Membro da bancada evangélica, o deputado federal e pré-candidato do PSC à Prefeitura de Cuiabá, Victório Galli, afirma que homossexuais e pessoas que defendem seus direitos, que classifica como “gayistas radicais”, não respeitam os outros e são os maiores culpados pelas polêmicas dos quais são alvos. Diz ainda que as mulheres que praticam aborto após estupro são criminosas.

As polêmicas declarações do deputado foram dadas durante entrevista do parlamentar ao programa Conexão Poder, exibido na noite desse domingo (15) pela TV Pantanal, Canal 22, de Cuiabá.

Galli falou que “gayistas e ideológicos radicias” são as pessoas que defendem os direitos de homossexuais e são, na maioria dos casos, os responsáveis por excesso nesse tipo de debate.

“Tenho amigo gay, conheço gay que fica na dele, sabe que a situação dele não é normal, mas respeita. O problema é que há gayistas, ideológicos demais que não respeitam as pessoas”, afirmou o parlamentar. Ele lembrou do episódio em que Jean Willys (Psol) trocou de poltrona para não viajar ao lado de Jair Bolsonaro (PSC). O vídeo foi amplamente divulgado por esse parlamentar também conhecido pelas críticas ao homossexualismo.

Ao lembrar do deputado Jean Willys, Victório Galli chamou atenção ao dizer que partiria para o confronto físico se tivesse levado uma cusparada como recebeu Bolsonaro. “Sou pastor e pastor tem cajado para defender suas ovelhas.

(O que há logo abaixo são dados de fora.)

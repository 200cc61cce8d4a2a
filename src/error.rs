use std::path::PathBuf;

use thiserror::Error;

#[derive(Debug, Error)]
pub enum Error {
    #[error("opencv: {0}")]
    OpenCv(#[from] opencv::Error),

    #[error("io: {0}")]
    Io(#[from] std::io::Error),

    #[error("pdf: {0}")]
    Pdf(#[from] printpdf::Error),

    #[error("failed to decode image {path}: {source}")]
    Image {
        path: PathBuf,
        #[source]
        source: image::ImageError,
    },

    #[error("json: {0}")]
    Json(#[from] serde_json::Error),

    #[error("marker id {0} is outside the deck (0..=53)")]
    InvalidMarkerId(i32),

    #[error("unable to open camera at index {0}")]
    CameraUnavailable(i32),
}

pub type Result<T> = std::result::Result<T, Error>;
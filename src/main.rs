use card_markers::cli::{self, ComposeArgs, DetectArgs, GenerateArgs};
use clap::{Parser, Subcommand};

#[derive(Parser)]
#[command(name = "card_markers", about = "ArUco playing-card markers: generate, print, detect")]
struct Cli {
    #[command(subcommand)]
    command: Command,
}

#[derive(Subcommand)]
enum Command {
    /// Render the 54 card markers as PNG files.
    Generate(GenerateArgs),
    /// Lay the generated markers out on printable PDF sheets.
    Compose(ComposeArgs),
    /// Detect markers in the live camera feed.
    Detect(DetectArgs),
}

fn main() -> anyhow::Result<()> {
    cli::init();

    match Cli::parse().command {
        Command::Generate(args) => args.run(),
        Command::Compose(args) => args.run(),
        Command::Detect(args) => args.run(),
    }
}
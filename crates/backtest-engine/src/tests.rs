use std::sync::Arc;

use chrono::{Duration, NaiveDate};
use market_data::PreloadedHistory;
use regime_classifier::{Regime, RegimeClassifier};
use scoring_core::{
    Bar, CategoryScores, CategoryWeights, ScoreProvider, ScoringError, SignalLabel, StockScore,
};

use crate::engine::BacktestEngine;
use crate::export;
use crate::metrics::{OverallMetrics, PerformanceMetrics};
use crate::models::*;
use crate::optimizer::WeightOptimizer;
use crate::statistical;
use crate::walk_forward::WalkForwardOptimizer;

/// Helper: parse a YYYY-MM-DD date.
fn date(s: &str) -> NaiveDate {
    NaiveDate::parse_from_str(s, "%Y-%m-%d").unwrap()
}

/// Helper: flat bar around the given close.
fn bar(day: NaiveDate, close: f64) -> Bar {
    Bar {
        date: day,
        open: close,
        high: close + 0.5,
        low: close - 0.5,
        close,
        volume: 1_000_000.0,
    }
}

/// Helper: consecutive calendar-daily bars with closes from `price_at`.
fn daily_bars(start: &str, count: usize, price_at: impl Fn(usize) -> f64) -> Vec<Bar> {
    (0..count)
        .map(|i| bar(date(start) + Duration::days(i as i64), price_at(i)))
        .collect()
}

fn history_of(entries: Vec<(&str, Vec<Bar>)>) -> Arc<PreloadedHistory> {
    let mut store = PreloadedHistory::new();
    for (ticker, bars) in entries {
        store.insert(ticker, bars);
    }
    Arc::new(store)
}

/// Score provider stub with a fixed score and veto flag.
struct StubScorer {
    score: f64,
    vetoed: bool,
}

impl StubScorer {
    fn scoring(score: f64) -> Self {
        Self {
            score,
            vetoed: false,
        }
    }

    fn vetoing() -> Self {
        Self {
            score: 5.0,
            vetoed: true,
        }
    }
}

impl ScoreProvider for StubScorer {
    fn score(
        &self,
        ticker: &str,
        _as_of: Option<NaiveDate>,
        _weights: &CategoryWeights,
    ) -> Result<StockScore, ScoringError> {
        Ok(StockScore {
            ticker: ticker.to_string(),
            final_score: self.score,
            confidence: 1.0,
            signal: SignalLabel::from_score(self.score),
            is_vetoed: self.vetoed,
            veto_reasons: if self.vetoed {
                vec!["stubbed veto".to_string()]
            } else {
                Vec::new()
            },
            categories: CategoryScores::default(),
        })
    }
}

/// Score provider stub that always errors.
struct FailingScorer;

impl ScoreProvider for FailingScorer {
    fn score(
        &self,
        _ticker: &str,
        _as_of: Option<NaiveDate>,
        _weights: &CategoryWeights,
    ) -> Result<StockScore, ScoringError> {
        Err(ScoringError::Calculation("stubbed failure".to_string()))
    }
}

/// Stub whose signal strength depends on the trend weight, so the
/// optimizer has something real to find.
struct WeightSensitiveScorer;

impl ScoreProvider for WeightSensitiveScorer {
    fn score(
        &self,
        ticker: &str,
        _as_of: Option<NaiveDate>,
        weights: &CategoryWeights,
    ) -> Result<StockScore, ScoringError> {
        let score = if weights.trend_momentum >= 0.30 { 5.0 } else { 1.0 };
        Ok(StockScore {
            ticker: ticker.to_string(),
            final_score: score,
            confidence: 1.0,
            signal: SignalLabel::from_score(score),
            is_vetoed: false,
            veto_reasons: Vec::new(),
            categories: CategoryScores::default(),
        })
    }
}
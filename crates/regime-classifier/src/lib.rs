//! Bull/Bear market regime classification.
//!
//! A day is Bull when the broad-market index closes above its long
//! moving average, Bear otherwise. Days without a full moving-average
//! window carry no label at all.

use chrono::NaiveDate;
use scoring_core::{Bar, ScoringError};
use serde::{Deserialize, Serialize};

/// Default moving-average window, in trading days
pub const DEFAULT_MA_PERIOD: usize = 200;

/// Market regime label
#[derive(Debug, Clone, Copy, PartialEq, Eq, Hash, Serialize, Deserialize)]
pub enum Regime {
    Bull,
    Bear,
}

impl Regime {
    pub fn name(&self) -> &'static str {
        match self {
            Regime::Bull => "Bull",
            Regime::Bear => "Bear",
        }
    }
}

/// One labeled trading day
#[derive(Debug, Clone, Copy, PartialEq, Serialize, Deserialize)]
pub struct RegimeDay {
    pub date: NaiveDate,
    pub close: f64,
    pub ma: f64,
    pub regime: Regime,
}

/// A contiguous run of days sharing one regime
#[derive(Debug, Clone, Copy, PartialEq, Serialize, Deserialize)]
pub struct RegimePeriod {
    pub regime: Regime,
    pub start: NaiveDate,
    pub end: NaiveDate,
}

impl RegimePeriod {
    pub fn length_days(&self) -> i64 {
        (self.end - self.start).num_days()
    }
}

/// Regime breakdown over a date range
#[derive(Debug, Clone, PartialEq, Serialize, Deserialize)]
pub struct RegimeStatistics {
    pub total_days: usize,
    pub bull_days: usize,
    pub bear_days: usize,
    pub bull_pct: f64,
    pub bear_pct: f64,
    pub regime_changes: usize,
    pub avg_regime_duration_days: f64,
}

/// Daily Bull/Bear series computed from index bars.
///
/// The series is immutable once built; refreshing the underlying index
/// history means building a new classifier, never mutating in place.
#[derive(Debug, Clone)]
pub struct RegimeClassifier {
    days: Vec<RegimeDay>,
    ma_period: usize,
}

impl RegimeClassifier {
    /// Label every index day that has a full `ma_period`-day window.
    ///
    /// Bars must be in ascending date order. The first `ma_period - 1`
    /// observations receive no label.
    pub fn from_index_bars(bars: &[Bar], ma_period: usize) -> Result<Self, ScoringError> {
        if ma_period == 0 {
            return Err(ScoringError::InvalidConfig(
                "moving-average period must be positive".to_string(),
            ));
        }
        if bars.len() < ma_period {
            return Err(ScoringError::InsufficientData(format!(
                "{} index bars, need at least {ma_period} for the moving average",
                bars.len()
            )));
        }

        let closes: Vec<f64> = bars.iter().map(|b| b.close).collect();
        let mut rolling_sum: f64 = closes[..ma_period].iter().sum();
        let mut days = Vec::with_capacity(bars.len() - ma_period + 1);

        for i in (ma_period - 1)..bars.len() {
            if i >= ma_period {
                rolling_sum += closes[i] - closes[i - ma_period];
            }
            let ma = rolling_sum / ma_period as f64;
            let close = closes[i];
            days.push(RegimeDay {
                date: bars[i].date,
                close,
                ma,
                regime: if close > ma { Regime::Bull } else { Regime::Bear },
            });
        }

        tracing::debug!(
            "classified {} days ({} bull / {} bear)",
            days.len(),
            days.iter().filter(|d| d.regime == Regime::Bull).count(),
            days.iter().filter(|d| d.regime == Regime::Bear).count(),
        );

        Ok(Self { days, ma_period })
    }

    pub fn ma_period(&self) -> usize {
        self.ma_period
    }

    pub fn days(&self) -> &[RegimeDay] {
        &self.days
    }

    /// Regime for a date: exact match when the date is labeled, else the
    /// nearest labeled day. Weekend and holiday dates therefore resolve
    /// instead of failing.
    pub fn regime_for_date(&self, date: NaiveDate) -> Regime {
        let idx = self.days.partition_point(|d| d.date < date);
        if idx < self.days.len() && self.days[idx].date == date {
            return self.days[idx].regime;
        }
        let after = self.days.get(idx);
        let before = idx.checked_sub(1).and_then(|i| self.days.get(i));
        match (before, after) {
            (Some(b), Some(a)) => {
                if (date - b.date).num_days().abs() <= (a.date - date).num_days().abs() {
                    b.regime
                } else {
                    a.regime
                }
            }
            (Some(b), None) => b.regime,
            (None, Some(a)) => a.regime,
            // Unreachable: the constructor guarantees at least one day
            (None, None) => Regime::Bear,
        }
    }

    /// Compress the daily series into contiguous (regime, start, end)
    /// runs within [start, end].
    pub fn regime_periods(&self, start: NaiveDate, end: NaiveDate) -> Vec<RegimePeriod> {
        let mut periods: Vec<RegimePeriod> = Vec::new();
        for day in self.days.iter().filter(|d| d.date >= start && d.date <= end) {
            match periods.last_mut() {
                Some(period) if period.regime == day.regime => period.end = day.date,
                _ => periods.push(RegimePeriod {
                    regime: day.regime,
                    start: day.date,
                    end: day.date,
                }),
            }
        }
        periods
    }

    /// The single longest contiguous run of `regime` within [start, end]
    pub fn longest_period(
        &self,
        regime: Regime,
        start: NaiveDate,
        end: NaiveDate,
    ) -> Option<RegimePeriod> {
        self.regime_periods(start, end)
            .into_iter()
            .filter(|p| p.regime == regime)
            .max_by_key(|p| p.length_days())
    }

    /// Partition items by the regime of their entry date.
    ///
    /// Generic over the item type so trade records from other crates can
    /// be filtered without a dependency cycle.
    pub fn filter_by_regime<'a, T>(
        &self,
        items: &'a [T],
        regime: Regime,
        entry_date: impl Fn(&T) -> NaiveDate,
    ) -> Vec<&'a T> {
        items
            .iter()
            .filter(|item| self.regime_for_date(entry_date(item)) == regime)
            .collect()
    }

    pub fn statistics(&self, start: NaiveDate, end: NaiveDate) -> RegimeStatistics {
        let in_range: Vec<&RegimeDay> = self
            .days
            .iter()
            .filter(|d| d.date >= start && d.date <= end)
            .collect();

        let total_days = in_range.len();
        if total_days == 0 {
            return RegimeStatistics {
                total_days: 0,
                bull_days: 0,
                bear_days: 0,
                bull_pct: 0.0,
                bear_pct: 0.0,
                regime_changes: 0,
                avg_regime_duration_days: 0.0,
            };
        }

        let bull_days = in_range.iter().filter(|d| d.regime == Regime::Bull).count();
        let bear_days = total_days - bull_days;
        let regime_changes = in_range
            .windows(2)
            .filter(|pair| pair[0].regime != pair[1].regime)
            .count();

        RegimeStatistics {
            total_days,
            bull_days,
            bear_days,
            bull_pct: bull_days as f64 / total_days as f64 * 100.0,
            bear_pct: bear_days as f64 / total_days as f64 * 100.0,
            regime_changes,
            avg_regime_duration_days: if regime_changes > 0 {
                total_days as f64 / regime_changes as f64
            } else {
                total_days as f64
            },
        }
    }
}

Eu reagiria porque não se cospe na cara de homem (…) Além do mais, por que só se fala nos direitos dos gays? Gordos e deficientes também sofrem preconceito”.

Deputado de segundo mandato, Galli também defendeu o projeto de lei que apresentou à Câmara Federal na tentativa de criminalizar o aborto praticado por mulheres vítimas deestupro. Atualmente, isso é permitido pelo Código Penal. Sugeriu ainda que essas mães sejam obrigadas a levar adiante a gravidez, doem seus filhos para adoção posteriormente “ou o Estado tome conta”.

“Conheço mães que não abortaram e hoje não se arrependem. Se ela foi estuprada, ela já está sendo penalizada. Por que penalizar uma nova vida também? Se fizer isso, vai ser uma criminosa moralmente hoje em dia e será criminosa pela lei se o projeto for aprovado”, completa Galli ao alegar que a mãe que tem Deus no coração sempre leva adiante a gravidez.

A criminalização do aborto cometido após estupro consta de projeto de lei que está na Comissão de Constituição e Justiça da Câmara Federal. O deputado federal Valtenir Pereira (PMDB) também consta como coautor, segundo o site da Casa. Ele não atendeu as ligações do site Fato & Notícia para comentar o assunto.